=== Data shown ===
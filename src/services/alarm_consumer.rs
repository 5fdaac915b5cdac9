//! 告警事件消费者
//!
//! 消费 alarm-events 主题：维护内存活跃告警索引、对高级别火警
//! 触发消防抑制、把告警交给分发器。ack / resolve 是活跃索引上的
//! 状态迁移，解除时记录操作者与时间并移出索引。

use crate::distribution::DistributionService;
use crate::models::{ActivationOutcome, AlarmEvent, AlarmSeverity, SuppressionType};
use crate::queue::PartitionConsumer;
use crate::services::SuppressionService;
use chrono::Utc;
use serde::Serialize;
use std::collections::HashMap;
use std::sync::atomic::{AtomicU64, Ordering};
use std::sync::{Arc, Mutex};
use tokio_util::sync::CancellationToken;

/// 抑制激活使用的最大强度（火警不打折扣）
const FIRE_SUPPRESSION_INTENSITY: u8 = 100;

/// 消费统计
#[derive(Debug, Clone, Serialize)]
pub struct AlarmConsumerStats {
    pub total_processed: u64,
    pub high_severity: u64,
    pub medium_severity: u64,
    pub low_severity: u64,
    pub suppression_activations: u64,
    pub errors: u64,
    pub active_alarms: usize,
}

/// 告警事件消费者
pub struct AlarmConsumerService {
    suppression: Arc<SuppressionService>,
    distribution: Arc<DistributionService>,
    /// 活跃告警：告警 ID -> 事件
    active: Mutex<HashMap<i64, AlarmEvent>>,
    total_processed: AtomicU64,
    high_severity: AtomicU64,
    medium_severity: AtomicU64,
    low_severity: AtomicU64,
    suppression_activations: AtomicU64,
    errors: AtomicU64,
}

impl AlarmConsumerService {
    pub fn new(
        suppression: Arc<SuppressionService>,
        distribution: Arc<DistributionService>,
    ) -> Self {
        Self {
            suppression,
            distribution,
            active: Mutex::new(HashMap::new()),
            total_processed: AtomicU64::new(0),
            high_severity: AtomicU64::new(0),
            medium_severity: AtomicU64::new(0),
            low_severity: AtomicU64::new(0),
            suppression_activations: AtomicU64::new(0),
            errors: AtomicU64::new(0),
        }
    }

    /// 单分区消费循环
    pub async fn run_partition(
        self: Arc<Self>,
        consumer: PartitionConsumer<AlarmEvent>,
        shutdown: CancellationToken,
    ) {
        tracing::info!(partition = consumer.partition(), "告警消费循环启动");

        loop {
            let delivered = tokio::select! {
                _ = shutdown.cancelled() => break,
                delivered = consumer.poll() => delivered,
            };

            self.handle_alarm(delivered.value).await;
            consumer.commit(delivered.offset);
        }

        tracing::info!(partition = consumer.partition(), "告警消费循环退出");
    }

    /// 处理一条告警事件
    pub async fn handle_alarm(&self, alarm: AlarmEvent) {
        tracing::info!(
            alarm_id = alarm.id,
            device_id = %alarm.device_id,
            alarm_type = %alarm.alarm_type,
            severity = alarm.severity.as_str(),
            "收到告警事件"
        );

        self.total_processed.fetch_add(1, Ordering::Relaxed);
        match alarm.severity {
            AlarmSeverity::High => self.high_severity.fetch_add(1, Ordering::Relaxed),
            AlarmSeverity::Medium => self.medium_severity.fetch_add(1, Ordering::Relaxed),
            AlarmSeverity::Low => self.low_severity.fetch_add(1, Ordering::Relaxed),
        };

        // 记入活跃索引
        self.active
            .lock()
            .expect("活跃告警索引锁中毒")
            .insert(alarm.id, alarm.clone());

        // 高级别火警触发消防抑制
        if alarm.severity == AlarmSeverity::High && alarm.alarm_type.eq_ignore_ascii_case("FIRE")
        {
            self.trigger_suppression(&alarm).await;
        }

        // 交给分发器（分发器内部保证部分失败容忍）
        self.distribution.distribute(&alarm).await;
    }

    /// 按房间标签选择介质并激活抑制
    async fn trigger_suppression(&self, alarm: &AlarmEvent) {
        let suppression_type = SuppressionType::for_room(alarm.location.room.as_deref());
        let zone_id = alarm
            .location
            .zone
            .clone()
            .or_else(|| alarm.location.room.clone())
            .unwrap_or_else(|| "unknown".to_string());

        match self
            .suppression
            .activate(
                &alarm.device_id,
                &zone_id,
                suppression_type,
                FIRE_SUPPRESSION_INTENSITY,
            )
            .await
        {
            Ok(ActivationOutcome::Activated) => {
                self.suppression_activations.fetch_add(1, Ordering::Relaxed);
                tracing::info!(
                    device_id = %alarm.device_id,
                    suppression_type = suppression_type.as_str(),
                    "消防抑制已激活"
                );
            }
            Ok(ActivationOutcome::Updated) => {
                tracing::info!(device_id = %alarm.device_id, "消防抑制状态已刷新");
            }
            Ok(ActivationOutcome::Conflict) => {
                tracing::warn!(
                    device_id = %alarm.device_id,
                    requested = suppression_type.as_str(),
                    "已有不同类型的抑制在运行"
                );
            }
            Ok(ActivationOutcome::DeviceUnavailable) => {
                tracing::warn!(device_id = %alarm.device_id, "设备不可用，抑制未激活");
            }
            Err(e) => {
                self.errors.fetch_add(1, Ordering::Relaxed);
                tracing::error!(device_id = %alarm.device_id, error = %e, "消防抑制激活失败");
            }
        }
    }

    // ========== 活跃索引 ==========

    /// 确认告警
    pub fn acknowledge(&self, alarm_id: i64, acknowledged_by: &str) -> bool {
        let mut active = self.active.lock().expect("活跃告警索引锁中毒");
        match active.get_mut(&alarm_id) {
            Some(alarm) => {
                alarm.acknowledge(acknowledged_by, Utc::now());
                tracing::info!(alarm_id, acknowledged_by, "告警已确认");
                true
            }
            None => false,
        }
    }

    /// 解除告警：记录解除者与时间并移出活跃索引
    pub fn resolve(&self, alarm_id: i64, resolved_by: &str) -> Option<AlarmEvent> {
        let mut active = self.active.lock().expect("活跃告警索引锁中毒");
        active.remove(&alarm_id).map(|mut alarm| {
            alarm.resolve(resolved_by, Utc::now());
            tracing::info!(alarm_id, resolved_by, "告警已解除");
            alarm
        })
    }

    /// 某设备的活跃告警
    pub fn active_for_device(&self, device_id: &str) -> Vec<AlarmEvent> {
        self.active
            .lock()
            .expect("活跃告警索引锁中毒")
            .values()
            .filter(|alarm| alarm.device_id == device_id)
            .cloned()
            .collect()
    }

    /// 全部活跃告警
    pub fn all_active(&self) -> Vec<AlarmEvent> {
        self.active
            .lock()
            .expect("活跃告警索引锁中毒")
            .values()
            .cloned()
            .collect()
    }

    /// 消费统计
    pub fn stats(&self) -> AlarmConsumerStats {
        AlarmConsumerStats {
            total_processed: self.total_processed.load(Ordering::Relaxed),
            high_severity: self.high_severity.load(Ordering::Relaxed),
            medium_severity: self.medium_severity.load(Ordering::Relaxed),
            low_severity: self.low_severity.load(Ordering::Relaxed),
            suppression_activations: self.suppression_activations.load(Ordering::Relaxed),
            errors: self.errors.load(Ordering::Relaxed),
            active_alarms: self.active.lock().expect("活跃告警索引锁中毒").len(),
        }
    }
}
===
• _Assignment_: Please give the records again exactly as they are.

• _Response area_:
filename src/services/alarm_consumer.rs
repository 5fdaac915b5cdac9
//! 告警事件消费者
//!
//! 消费 alarm-events 主题：维护内存活跃告警索引、对高级别火警
//! 触发消防抑制、把告警交给分发器。ack / resolve 是活跃索引上的
//! 状态迁移，解除时记录操作者与时间并移出索引。

use crate::distribution::DistributionService;
use crate::models::{ActivationOutcome, AlarmEvent, AlarmSeverity, SuppressionType};
use crate::queue::PartitionConsumer;
use crate::services::SuppressionService;
use chrono::Utc;
use serde::Serialize;
use std::collections::HashMap;
use std::sync::atomic::{AtomicU64, Ordering};
use std::sync::{Arc, Mutex};
use tokio_util::sync::CancellationToken;

/// 抑制激活使用的最大强度（火警不打折扣）
const FIRE_SUPPRESSION_INTENSITY: u8 = 100;

/// 消费统计
#[derive(Debug, Clone, Serialize)]
pub struct AlarmConsumerStats {
    pub total_processed: u64,
    pub high_severity: u64,
    pub medium_severity: u64,
    pub low_severity: u64,
    pub suppression_activations: u64,
    pub errors: u64,
    pub active_alarms: usize,
}

/// 告警事件消费者
pub struct AlarmConsumerService {
    suppression: Arc<SuppressionService>,
    distribution: Arc<DistributionService>,
    /// 活跃告警：告警 ID -> 事件
    active: Mutex<HashMap<i64, AlarmEvent>>,
    total_processed: AtomicU64,
    high_severity: AtomicU64,
    medium_severity: AtomicU64,
    low_severity: AtomicU64,
    suppression_activations: AtomicU64,
    errors: AtomicU64,
}

impl AlarmConsumerService {
    pub fn new(
        suppression: Arc<SuppressionService>,
        distribution: Arc<DistributionService>,
    ) -> Self {
        Self {
            suppression,
            distribution,
            active: Mutex::new(HashMap::new()),
            total_processed: AtomicU64::new(0),
            high_severity: AtomicU64::new(0),
            medium_severity: AtomicU64::new(0),
            low_severity: AtomicU64::new(0),
            suppression_activations: AtomicU64::new(0),
            errors: AtomicU64::new(0),
        }
    }

    /// 单分区消费循环
    pub async fn run_partition(
        self: Arc<Self>,
        consumer: PartitionConsumer<AlarmEvent>,
        shutdown: CancellationToken,
    ) {
        tracing::info!(partition = consumer.partition(), "告警消费循环启动");

        loop {
            let delivered = tokio::select! {
                _ = shutdown.cancelled() => break,
                delivered = consumer.poll() => delivered,
            };

            self.handle_alarm(delivered.value).await;
            consumer.commit(delivered.offset);
        }

        tracing::info!(partition = consumer.partition(), "告警消费循环退出");
    }

    /// 处理一条告警事件
    pub async fn handle_alarm(&self, alarm: AlarmEvent) {
        tracing::info!(
            alarm_id = alarm.id,
            device_id = %alarm.device_id,
            alarm_type = %alarm.alarm_type,
            severity = alarm.severity.as_str(),
            "收到告警事件"
        );

        self.total_processed.fetch_add(1, Ordering::Relaxed);
        match alarm.severity {
            AlarmSeverity::High => self.high_severity.fetch_add(1, Ordering::Relaxed),
            AlarmSeverity::Medium => self.medium_severity.fetch_add(1, Ordering::Relaxed),
            AlarmSeverity::Low => self.low_severity.fetch_add(1, Ordering::Relaxed),
        };

        // 记入活跃索引
        self.active
            .lock()
            .expect("活跃告警索引锁中毒")
            .insert(alarm.id, alarm.clone());

        // 高级别火警触发消防抑制
        if alarm.severity == AlarmSeverity::High && alarm.alarm_type.eq_ignore_ascii_case("FIRE")
        {
            self.trigger_suppression(&alarm).await;
        }

        // 交给分发器（分发器内部保证部分失败容忍）
        self.distribution.distribute(&alarm).await;
    }

    /// 按房间标签选择介质并激活抑制
    async fn trigger_suppression(&self, alarm: &AlarmEvent) {
        let suppression_type = SuppressionType::for_room(alarm.location.room.as_deref());
        let zone_id = alarm
            .location
            .zone
            .clone()
            .or_else(|| alarm.location.room.clone())
            .unwrap_or_else(|| "unknown".to_string());

        match self
            .suppression
            .activate(
                &alarm.device_id,
                &zone_id,
                suppression_type,
                FIRE_SUPPRESSION_INTENSITY,
            )
            .await
        {
            Ok(ActivationOutcome::Activated) => {
                self.suppression_activations.fetch_add(1, Ordering::Relaxed);
                tracing::info!(
                    device_id = %alarm.device_id,
                    suppression_type = suppression_type.as_str(),
                    "消防抑制已激活"
                );
            }
            Ok(ActivationOutcome::Updated) => {
                tracing::info!(device_id = %alarm.device_id, "消防抑制状态已刷新");
            }
            Ok(ActivationOutcome::Conflict) => {
                tracing::warn!(
                    device_id = %alarm.device_id,
                    requested = suppression_type.as_str(),
                    "已有不同类型的抑制在运行"
                );
            }
            Ok(ActivationOutcome::DeviceUnavailable) => {
                tracing::warn!(device_id = %alarm.device_id, "设备不可用，抑制未激活");
            }
            Err(e) => {
                self.errors.fetch_add(1, Ordering::Relaxed);
                tracing::error!(device_id = %alarm.device_id, error = %e, "消防抑制激活失败");
            }
        }
    }

    // ========== 活跃索引 ==========

    /// 确认告警
    pub fn acknowledge(&self, alarm_id: i64, acknowledged_by: &str) -> bool {
        let mut active = self.active.lock().expect("活跃告警索引锁中毒");
        match active.get_mut(&alarm_id) {
            Some(alarm) => {
                alarm.acknowledge(acknowledged_by, Utc::now());
                tracing::info!(alarm_id, acknowledged_by, "告警已确认");
                true
            }
            None => false,
        }
    }

    /// 解除告警：记录解除者与时间并移出活跃索引
    pub fn resolve(&self, alarm_id: i64, resolved_by: &str) -> Option<AlarmEvent> {
        let mut active = self.active.lock().expect("活跃告警索引锁中毒");
        active.remove(&alarm_id).map(|mut alarm| {
            alarm.resolve(resolved_by, Utc::now());
            tracing::info!(alarm_id, resolved_by, "告警已解除");
            alarm
        })
    }

    /// 某设备的活跃告警
    pub fn active_for_device(&self, device_id: &str) -> Vec<AlarmEvent> {
        self.active
            .lock()
            .expect("活跃告警索引锁中毒")
            .values()
            .filter(|alarm| alarm.device_id == device_id)
            .cloned()
            .collect()
    }

    /// 全部活跃告警
    pub fn all_active(&self) -> Vec<AlarmEvent> {
        self.active
            .lock()
            .expect("活跃告警索引锁中毒")
            .values()
            .cloned()
            .collect()
    }

    /// 消费统计
    pub fn stats(&self) -> AlarmConsumerStats {
        AlarmConsumerStats {
            total_processed: self.total_processed.load(Ordering::Relaxed),
            high_severity: self.high_severity.load(Ordering::Relaxed),
            medium_severity: self.medium_severity.load(Ordering::Relaxed),
            low_severity: self.low_severity.load(Ordering::Relaxed),
            suppression_activations: self.suppression_activations.load(Ordering::Relaxed),
            errors: self.errors.load(Ordering::Relaxed),
            active_alarms: self.active.lock().expect("活跃告警索引锁中毒").len(),
        }
    }
}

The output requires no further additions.